One of the top trends in retail in 2018 has certainly been the tough trading situation and consequentially, the poor financial performances across the retail industry. Retail competition is changing. Retailers large and small have been affected and we have started to see that it is not just the mid-market players that are finding it hard. Retail businesses serving customers at a higher or lower price point are also now feeling the squeeze. But why is this, why now and perhaps most importantly, what should a retailer do about it?
You can read more about the key trends in retail in 2018 here.
The Retail Market of the Last 20 Years
Successful retailers over the last 20 years have tended to focus on one thing. Scale. It has been a race to open more retail space, to expand the reach, to grow into new categories. This has been especially effective at increasing turnover and brand awareness.
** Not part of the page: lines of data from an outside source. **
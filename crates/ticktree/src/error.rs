//! Construction-time errors.
//!
//! Evaluation itself is infallible (`tick` always yields a
//! [`NodeState`](crate::NodeState)); misuse is rejected while the tree is
//! being built, before the first tick runs.

use thiserror::Error;

/// Errors detected while constructing a behavior tree.
#[derive(Debug, Error, Clone, PartialEq, Eq)]
pub enum BuildError {
    /// A weighted-random node was given no children, so the total weight
    /// cannot be positive and no draw is possible.
    #[error("weighted-random node has no children")]
    NoWeightedChildren,

    /// Every weight must be positive; a zero weight would make the child
    /// unselectable and a zero total would make the draw range empty.
    #[error("weighted-random child at index {index} has zero weight")]
    ZeroWeight {
        /// Position of the offending child in construction order.
        index: usize,
    },
}
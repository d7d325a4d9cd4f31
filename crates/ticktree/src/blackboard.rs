//! Slot-partitioned key/value store for out-of-band communication.
//!
//! Nodes and tree instances that need to exchange data outside the tree
//! structure do so through a [`Blackboard`]. The store is an explicitly
//! constructed value owned by the host (typically embedded in, or used as,
//! the context type `C`) rather than ambient global state, and it carries no
//! locking: correctness relies on the host's single tick thread.

use std::any::Any;
use std::collections::HashMap;

type Slot = HashMap<String, Box<dyn Any + Send>>;

/// An ordered collection of independent string-keyed mappings ("slots").
///
/// Slots are created lazily up to the highest index ever written and never
/// shrink. Entries persist independently of any tree's lifetime; a
/// collaborator that no longer needs a value must [`clear`](Blackboard::clear)
/// it explicitly.
#[derive(Default)]
pub struct Blackboard {
    slots: Vec<Slot>,
}

impl Blackboard {
    /// Creates an empty blackboard with no slots.
    pub fn new() -> Self {
        Self::default()
    }

    /// Inserts or overwrites `key` in the given slot, creating intervening
    /// empty slots as needed.
    pub fn set(&mut self, key: impl Into<String>, value: impl Any + Send, slot: usize) {
        if self.slots.len() <= slot {
            self.slots.resize_with(slot + 1, Slot::default);
        }
        self.slots[slot].insert(key.into(), Box::new(value));
    }

    /// Returns a copy of the stored value, or `default`.
    ///
    /// An absent slot, an absent key, and a stored value of a different type
    /// all resolve to `default`; lookups never fail.
    pub fn get<T: Any + Clone>(&self, key: &str, slot: usize, default: T) -> T {
        self.slots
            .get(slot)
            .and_then(|entries| entries.get(key))
            .and_then(|value| value.downcast_ref::<T>())
            .cloned()
            .unwrap_or(default)
    }

    /// Removes `key` from the given slot, reporting whether it existed.
    pub fn clear(&mut self, key: &str, slot: usize) -> bool {
        self.slots
            .get_mut(slot)
            .is_some_and(|entries| entries.remove(key).is_some())
    }

    /// Number of slots created so far.
    pub fn slot_count(&self) -> usize {
        self.slots.len()
    }
}

#[cfg(test)]
mod tests {
    use super::*;

    #[test]
    fn set_then_get_returns_stored_value() {
        let mut board = Blackboard::new();
        board.set("k", 5i32, 0);
        assert_eq!(board.get("k", 0, -1), 5);
    }

    #[test]
    fn missing_key_resolves_to_default() {
        let mut board = Blackboard::new();
        board.set("k", 5i32, 0);
        assert_eq!(board.get("missing", 0, -1), -1);
        // Absent slot behaves the same as an absent key.
        assert_eq!(board.get("k", 3, -1), -1);
    }

    #[test]
    fn type_mismatch_resolves_to_default() {
        let mut board = Blackboard::new();
        board.set("k", "text".to_string(), 0);
        assert_eq!(board.get("k", 0, -1i32), -1);
    }

    #[test]
    fn clear_reports_whether_key_existed() {
        let mut board = Blackboard::new();
        board.set("k", 5i32, 0);

        assert!(board.clear("k", 0));
        assert!(!board.clear("k", 0));
        assert!(!board.clear("k", 9));
    }

    #[test]
    fn overwrite_replaces_value() {
        let mut board = Blackboard::new();
        board.set("k", 1i32, 0);
        board.set("k", 2i32, 0);
        assert_eq!(board.get("k", 0, -1), 2);
    }

    #[test]
    fn slots_grow_sparsely_to_highest_written_index() {
        let mut board = Blackboard::new();
        assert_eq!(board.slot_count(), 0);

        board.set("k", true, 4);
        assert_eq!(board.slot_count(), 5);
        assert!(board.get("k", 4, false));
        // Intervening slots exist but are empty.
        assert!(!board.get("k", 2, false));
    }
}
//! Decorator behavior nodes.
//!
//! Decorators wrap exactly one child behavior and modify its result. This
//! module provides [`Invert`] (NOT logic) and [`AlwaysSucceed`] (failure
//! suppression). Both let `Running` through untouched so that a suspended
//! child keeps its activation.

use std::time::Duration;

use crate::{Behavior, NodeState, Polarity};

/// Inverts the result of its child behavior.
///
/// # Semantics
///
/// - `Success` becomes `Failure` and vice versa
/// - `Running` passes through unchanged
///
/// This is analogous to a logical NOT (!) operation. For flipping a node's
/// own output without an extra tree node, see [`Polarity`].
pub struct Invert<C> {
    child: Box<dyn Behavior<C>>,
    polarity: Polarity,
}

impl<C> Invert<C> {
    /// Creates a new inverter that wraps the given child behavior.
    pub fn new(child: Box<dyn Behavior<C>>) -> Self {
        Self {
            child,
            polarity: Polarity::Normal,
        }
    }

    /// Sets the output polarity applied to this node's own result.
    pub fn with_polarity(mut self, polarity: Polarity) -> Self {
        self.polarity = polarity;
        self
    }
}

impl<C> Behavior<C> for Invert<C> {
    fn evaluate(&mut self, ctx: &mut C, dt: Duration) -> NodeState {
        self.child.tick(ctx, dt).inverted()
    }

    fn polarity(&self) -> Polarity {
        self.polarity
    }
}

/// Reports `Success` for any terminal result of its child.
///
/// # Semantics
///
/// - `Running` passes through unchanged (the child stays suspended)
/// - `Success` and `Failure` both become `Success`
///
/// Useful for optional sub-goals that should not abort an enclosing
/// [`Sequence`](crate::Sequence).
pub struct AlwaysSucceed<C> {
    child: Box<dyn Behavior<C>>,
    polarity: Polarity,
}

impl<C> AlwaysSucceed<C> {
    /// Creates a new always-succeed wrapper around the given child behavior.
    pub fn new(child: Box<dyn Behavior<C>>) -> Self {
        Self {
            child,
            polarity: Polarity::Normal,
        }
    }

    /// Sets the output polarity applied to this node's own result.
    pub fn with_polarity(mut self, polarity: Polarity) -> Self {
        self.polarity = polarity;
        self
    }
}

impl<C> Behavior<C> for AlwaysSucceed<C> {
    fn evaluate(&mut self, ctx: &mut C, dt: Duration) -> NodeState {
        match self.child.tick(ctx, dt) {
            NodeState::Running => NodeState::Running,
            _ => NodeState::Success,
        }
    }

    fn polarity(&self) -> Polarity {
        self.polarity
    }
}
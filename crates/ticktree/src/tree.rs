//! Tree driver.

use std::time::Duration;

use crate::{Behavior, BuildError};

/// Owns one root node and advances it once per host tick.
///
/// The tree is built once, before ticking begins, and never restructured;
/// replacing behavior at runtime means building a new `Tree`. The driver does
/// not own a clock or a loop: the host calls [`tick`](Tree::tick) at its own
/// fixed interval and supplies the elapsed time.
pub struct Tree<C> {
    root: Box<dyn Behavior<C>>,
}

impl<C> Tree<C> {
    /// Creates a tree around an already-built root node.
    pub fn new(root: Box<dyn Behavior<C>>) -> Self {
        Self { root }
    }

    /// Builds the root via a one-shot setup hook.
    ///
    /// # Errors
    ///
    /// Construction mistakes (e.g. a zero weight in a
    /// [`WeightedRandom`](crate::WeightedRandom)) surface here, before the
    /// first tick ever runs.
    pub fn build<F>(setup: F) -> Result<Self, BuildError>
    where
        F: FnOnce() -> Result<Box<dyn Behavior<C>>, BuildError>,
    {
        Ok(Self::new(setup()?))
    }

    /// Advances the tree by one tick.
    ///
    /// Call once per fixed interval with the time elapsed since the previous
    /// call. The root's result is fire-and-forget at this level; it is only
    /// recorded as a trace event.
    pub fn tick(&mut self, ctx: &mut C, dt: Duration) {
        let state = self.root.tick(ctx, dt);
        tracing::trace!(target: "ticktree", ?state, "root ticked");
    }
}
Looking at the super-heavyweight retailers of today, compared to 20 years ago and you can see that their success correlates to their ability to scale. The retail competition has shifted significantly over the last 20 years. There have been a few companies that have driven that change.
In 1998, Tesco had recently appointed a new CEO, Terry Leahy. The super-large “Extra” format was still a very new proposition, offering customers a one stop shop under one roof. There are now over 250 of these super large format stores.
Walmart has grown from 3,436 stores in 1998 to 11,700 stores today. It’s revenues have also tripled in this time.
Amazon celebrated its 5th birthday in 1998 and was only selling books online. However, it would soon announce a move that it would start selling “more than just books over the internet”. Books and Kindle books now represent less than 5% of their revenues.
Chinese retailers JD.com and Alibaba hadn’t even launched yet, but were in the final planning stages. Together, they represent nearly $100bn of revenue today.
Returning to today, it would be difficult to imagine what retail today would look like without some of these leading retailers and the progress they have driven.
The Middle of the Market Battleground
The growth area that these businesses have focused on is the middle ground of the retail market place.
As a consequence, this has been the key battleground for retail competition in recent times.
Increased retail competition
In a number of different retail categories, price has always been seen as a key driver to “competitiveness”. Retail today is no different. But, what is different is that we live in a world of increased online presence and e-commerce. This puts huge amounts of price visibility into the hands of customers within a few clicks or screen presses.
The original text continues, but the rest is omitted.